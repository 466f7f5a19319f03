/// Historical strategy
///
/// Years before the cutoff only exist as pre-aggregated coverage fractions
/// per geography (`Norge`, `Tettsted`, `Spredt`) and indicator. Indicators
/// are either a technology (`tek`, `fiber`) or a speed class (`hast`,
/// `ned>=100` or `ned>=100,opp>=10`).
use super::builder::{Select, WithQuery};
use super::Context;
use crate::ast::*;
use crate::error::CodeGenError;
use crate::mappings::{Dataset, NATIONAL_LABEL};

const URBAN_LABEL: &str = "Tettsted";
const RURAL_LABEL: &str = "Spredt";

/// One `(indikatortype, indikator)` pair
#[derive(Debug, Clone, PartialEq, Eq)]
struct Indicator {
    kind: &'static str,
    value: String,
}

impl Indicator {
    fn tech(value: &str) -> Self {
        Self {
            kind: "tek",
            value: value.to_string(),
        }
    }

    fn speed(download: i64, upload: Option<i64>) -> Self {
        let value = match upload {
            Some(upload) => format!("ned>={},opp>={}", download, upload),
            None => format!("ned>={}", download),
        };
        Self { kind: "hast", value }
    }

    fn predicate(&self) -> String {
        format!(
            "(indikatortype = '{}' AND indikator = '{}')",
            self.kind, self.value
        )
    }
}

fn unsupported(message: &str) -> CodeGenError {
    CodeGenError::new(format!("{} is not supported for historical data", message))
}

pub(super) fn generate(ctx: &Context<'_>) -> Result<String, CodeGenError> {
    let query = ctx.query;
    let has = query
        .has
        .as_ref()
        .ok_or_else(|| CodeGenError::new("Historical queries require a HAS clause"))?;
    let indicators = indicators(has)?;
    let multi_indicator = indicators.len() > 1;

    let mut with = WithQuery::new();
    with.cte("hist", ctx.source(&[Dataset::Historical]));

    let mut select = Select::new("hist").column("geo AS gruppe");
    if ctx.is_multi_year() {
        select = select.column("aar");
    }
    if multi_indicator {
        select = select.column("indikator");
    }
    select = select
        .column("ROUND(100.0 * AVG(dekning), 1) AS percent")
        .filter(ctx.year_filter(None))
        .filter(geography_filter(query))
        .filter(match indicators.as_slice() {
            [single] => single.predicate(),
            many => format!(
                "({})",
                many.iter()
                    .map(Indicator::predicate)
                    .collect::<Vec<_>>()
                    .join(" OR ")
            ),
        })
        .group_by("geo");

    let sort_column = match query.sort.field {
        SortField::Percent => "percent",
        _ => "gruppe",
    };
    select = select.order_by(format!("{} {}", sort_column, query.sort.direction));

    if ctx.is_multi_year() {
        select = select.group_by("aar").order_by("aar ASC");
    }
    if multi_indicator {
        select = select.group_by("indikator").order_by("indikator ASC");
    }

    with.finish(select.limit(query.top))
}

/// Geographies selected by BY and the urban/rural IN flags
fn geography_filter(query: &SpanQuery) -> String {
    let mut labels: Vec<&str> = Vec::new();
    for filter in &query.filters {
        let label = match filter {
            InFilter::Population(PopulationFlag::Urban) => URBAN_LABEL,
            InFilter::Population(PopulationFlag::Rural) => RURAL_LABEL,
            _ => continue,
        };
        if !labels.contains(&label) {
            labels.push(label);
        }
    }

    if labels.is_empty() {
        labels = match query.by {
            Grouping::Urban => vec![URBAN_LABEL, RURAL_LABEL],
            _ => vec![NATIONAL_LABEL],
        };
    }

    match labels.as_slice() {
        [single] => format!("geo = '{}'", single),
        many => format!(
            "geo IN ({})",
            many.iter()
                .map(|label| format!("'{}'", label))
                .collect::<Vec<_>>()
                .join(", ")
        ),
    }
}

/// Map the HAS clause onto indicators. OR and ANY yield several.
fn indicators(has: &HasClause) -> Result<Vec<Indicator>, CodeGenError> {
    let mut indicators = Vec::new();

    match has {
        HasClause::Quantified { expressions, .. } if expressions.is_empty() => {
            return Err(CodeGenError::new(
                "HAS clause must have either quantified expressions or an expression",
            ));
        }
        HasClause::Quantified {
            quantifier: Quantifier::Any,
            expressions,
        } => {
            for expr in expressions {
                collect_alternatives(expr, &mut indicators)?;
            }
        }
        HasClause::Quantified {
            quantifier: Quantifier::All,
            expressions,
        } => match expressions.as_slice() {
            [single] => collect_alternatives(single, &mut indicators)?,
            _ => return Err(unsupported("ALL with several conditions")),
        },
        HasClause::Quantified {
            quantifier: Quantifier::None,
            ..
        } => return Err(unsupported("NONE")),
        HasClause::Expression(expr) => collect_alternatives(expr, &mut indicators)?,
    }

    Ok(indicators)
}

fn collect_alternatives(expr: &Expr, out: &mut Vec<Indicator>) -> Result<(), CodeGenError> {
    if let Expr::BinaryOp {
        left,
        op: BinaryOperator::Or,
        right,
    } = expr
    {
        collect_alternatives(left, out)?;
        return collect_alternatives(right, out);
    }

    let indicator = leaf_indicator(expr)?;
    if !out.contains(&indicator) {
        out.push(indicator);
    }
    Ok(())
}

fn leaf_indicator(expr: &Expr) -> Result<Indicator, CodeGenError> {
    match expr {
        Expr::Flag {
            flag,
            negated: false,
        } => Ok(Indicator::tech(flag.column_value())),
        Expr::Comparison {
            field: Field::Tech,
            value: Value::String(tech),
            negated: false,
            ..
        } => Ok(Indicator::tech(tech)),
        Expr::Comparison {
            field: Field::Speed,
            value: Value::Number(download),
            negated: false,
            ..
        } => Ok(Indicator::speed(*download, None)),
        Expr::Comparison {
            field: Field::Upload,
            negated: false,
            ..
        } => Err(CodeGenError::new(
            "An upload threshold must be combined with a download threshold (nedhast >= X AND opphast >= Y) for historical data",
        )),
        Expr::BinaryOp {
            left,
            op: BinaryOperator::And,
            right,
        } => match (speed_threshold(left), speed_threshold(right)) {
            (Some((Field::Speed, download)), Some((Field::Upload, upload)))
            | (Some((Field::Upload, upload)), Some((Field::Speed, download))) => {
                Ok(Indicator::speed(download, Some(upload)))
            }
            _ => Err(unsupported(
                "AND other than a download threshold combined with an upload threshold",
            )),
        },
        Expr::Flag { negated: true, .. }
        | Expr::Comparison { negated: true, .. }
        | Expr::Not(_) => Err(unsupported("NOT")),
        _ => Err(unsupported("This HAS condition")),
    }
}

fn speed_threshold(expr: &Expr) -> Option<(Field, i64)> {
    match expr {
        Expr::Comparison {
            field,
            op: ComparisonOperator::Gte,
            value: Value::Number(mbps),
            negated: false,
        } if field.is_speed() => Some((*field, *mbps)),
        _ => None,
    }
}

:: Problem ::
Restate the listing above in full, exactly.

:: Solution below ::
repository 466f7f5a19319f03
/// Historical strategy
///
/// Years before the cutoff only exist as pre-aggregated coverage fractions
/// per geography (`Norge`, `Tettsted`, `Spredt`) and indicator. Indicators
/// are either a technology (`tek`, `fiber`) or a speed class (`hast`,
/// `ned>=100` or `ned>=100,opp>=10`).
use super::builder::{Select, WithQuery};
use super::Context;
use crate::ast::*;
use crate::error::CodeGenError;
use crate::mappings::{Dataset, NATIONAL_LABEL};

const URBAN_LABEL: &str = "Tettsted";
const RURAL_LABEL: &str = "Spredt";

/// One `(indikatortype, indikator)` pair
#[derive(Debug, Clone, PartialEq, Eq)]
struct Indicator {
    kind: &'static str,
    value: String,
}

impl Indicator {
    fn tech(value: &str) -> Self {
        Self {
            kind: "tek",
            value: value.to_string(),
        }
    }

    fn speed(download: i64, upload: Option<i64>) -> Self {
        let value = match upload {
            Some(upload) => format!("ned>={},opp>={}", download, upload),
            None => format!("ned>={}", download),
        };
        Self { kind: "hast", value }
    }

    fn predicate(&self) -> String {
        format!(
            "(indikatortype = '{}' AND indikator = '{}')",
            self.kind, self.value
        )
    }
}

fn unsupported(message: &str) -> CodeGenError {
    CodeGenError::new(format!("{} is not supported for historical data", message))
}

pub(super) fn generate(ctx: &Context<'_>) -> Result<String, CodeGenError> {
    let query = ctx.query;
    let has = query
        .has
        .as_ref()
        .ok_or_else(|| CodeGenError::new("Historical queries require a HAS clause"))?;
    let indicators = indicators(has)?;
    let multi_indicator = indicators.len() > 1;

    let mut with = WithQuery::new();
    with.cte("hist", ctx.source(&[Dataset::Historical]));

    let mut select = Select::new("hist").column("geo AS gruppe");
    if ctx.is_multi_year() {
        select = select.column("aar");
    }
    if multi_indicator {
        select = select.column("indikator");
    }
    select = select
        .column("ROUND(100.0 * AVG(dekning), 1) AS percent")
        .filter(ctx.year_filter(None))
        .filter(geography_filter(query))
        .filter(match indicators.as_slice() {
            [single] => single.predicate(),
            many => format!(
                "({})",
                many.iter()
                    .map(Indicator::predicate)
                    .collect::<Vec<_>>()
                    .join(" OR ")
            ),
        })
        .group_by("geo");

    let sort_column = match query.sort.field {
        SortField::Percent => "percent",
        _ => "gruppe",
    };
    select = select.order_by(format!("{} {}", sort_column, query.sort.direction));

    if ctx.is_multi_year() {
        select = select.group_by("aar").order_by("aar ASC");
    }
    if multi_indicator {
        select = select.group_by("indikator").order_by("indikator ASC");
    }

    with.finish(select.limit(query.top))
}

/// Geographies selected by BY and the urban/rural IN flags
fn geography_filter(query: &SpanQuery) -> String {
    let mut labels: Vec<&str> = Vec::new();
    for filter in &query.filters {
        let label = match filter {
            InFilter::Population(PopulationFlag::Urban) => URBAN_LABEL,
            InFilter::Population(PopulationFlag::Rural) => RURAL_LABEL,
            _ => continue,
        };
        if !labels.contains(&label) {
            labels.push(label);
        }
    }

    if labels.is_empty() {
        labels = match query.by {
            Grouping::Urban => vec![URBAN_LABEL, RURAL_LABEL],
            _ => vec![NATIONAL_LABEL],
        };
    }

    match labels.as_slice() {
        [single] => format!("geo = '{}'", single),
        many => format!(
            "geo IN ({})",
            many.iter()
                .map(|label| format!("'{}'", label))
                .collect::<Vec<_>>()
                .join(", ")
        ),
    }
}

/// Map the HAS clause onto indicators. OR and ANY yield several.
fn indicators(has: &HasClause) -> Result<Vec<Indicator>, CodeGenError> {
    let mut indicators = Vec::new();

    match has {
        HasClause::Quantified { expressions, .. } if expressions.is_empty() => {
            return Err(CodeGenError::new(
                "HAS clause must have either quantified expressions or an expression",
            ));
        }
        HasClause::Quantified {
            quantifier: Quantifier::Any,
            expressions,
        } => {
            for expr in expressions {
                collect_alternatives(expr, &mut indicators)?;
            }
        }
        HasClause::Quantified {
            quantifier: Quantifier::All,
            expressions,
        } => match expressions.as_slice() {
            [single] => collect_alternatives(single, &mut indicators)?,
            _ => return Err(unsupported("ALL with several conditions")),
        },
        HasClause::Quantified {
            quantifier: Quantifier::None,
            ..
        } => return Err(unsupported("NONE")),
        HasClause::Expression(expr) => collect_alternatives(expr, &mut indicators)?,
    }

    Ok(indicators)
}

fn collect_alternatives(expr: &Expr, out: &mut Vec<Indicator>) -> Result<(), CodeGenError> {
    if let Expr::BinaryOp {
        left,
        op: BinaryOperator::Or,
        right,
    } = expr
    {
        collect_alternatives(left, out)?;
        return collect_alternatives(right, out);
    }

    let indicator = leaf_indicator(expr)?;
    if !out.contains(&indicator) {
        out.push(indicator);
    }
    Ok(())
}

fn leaf_indicator(expr: &Expr) -> Result<Indicator, CodeGenError> {
    match expr {
        Expr::Flag {
            flag,
            negated: false,
        } => Ok(Indicator::tech(flag.column_value())),
        Expr::Comparison {
            field: Field::Tech,
            value: Value::String(tech),
            negated: false,
            ..
        } => Ok(Indicator::tech(tech)),
        Expr::Comparison {
            field: Field::Speed,
            value: Value::Number(download),
            negated: false,
            ..
        } => Ok(Indicator::speed(*download, None)),
        Expr::Comparison {
            field: Field::Upload,
            negated: false,
            ..
        } => Err(CodeGenError::new(
            "An upload threshold must be combined with a download threshold (nedhast >= X AND opphast >= Y) for historical data",
        )),
        Expr::BinaryOp {
            left,
            op: BinaryOperator::And,
            right,
        } => match (speed_threshold(left), speed_threshold(right)) {
            (Some((Field::Speed, download)), Some((Field::Upload, upload)))
            | (Some((Field::Upload, upload)), Some((Field::Speed, download))) => {
                Ok(Indicator::speed(download, Some(upload)))
            }
            _ => Err(unsupported(
                "AND other than a download threshold combined with an upload threshold",
            )),
        },
        Expr::Flag { negated: true, .. }
        | Expr::Comparison { negated: true, .. }
        | Expr::Not(_) => Err(unsupported("NOT")),
        _ => Err(unsupported("This HAS condition")),
    }
}

fn speed_threshold(expr: &Expr) -> Option<(Field, i64)> {
    match expr {
        Expr::Comparison {
            field,
            op: ComparisonOperator::Gte,
            value: Value::Number(mbps),
            negated: false,
        } if field.is_speed() => Some((*field, *mbps)),
        _ => None,
    }
}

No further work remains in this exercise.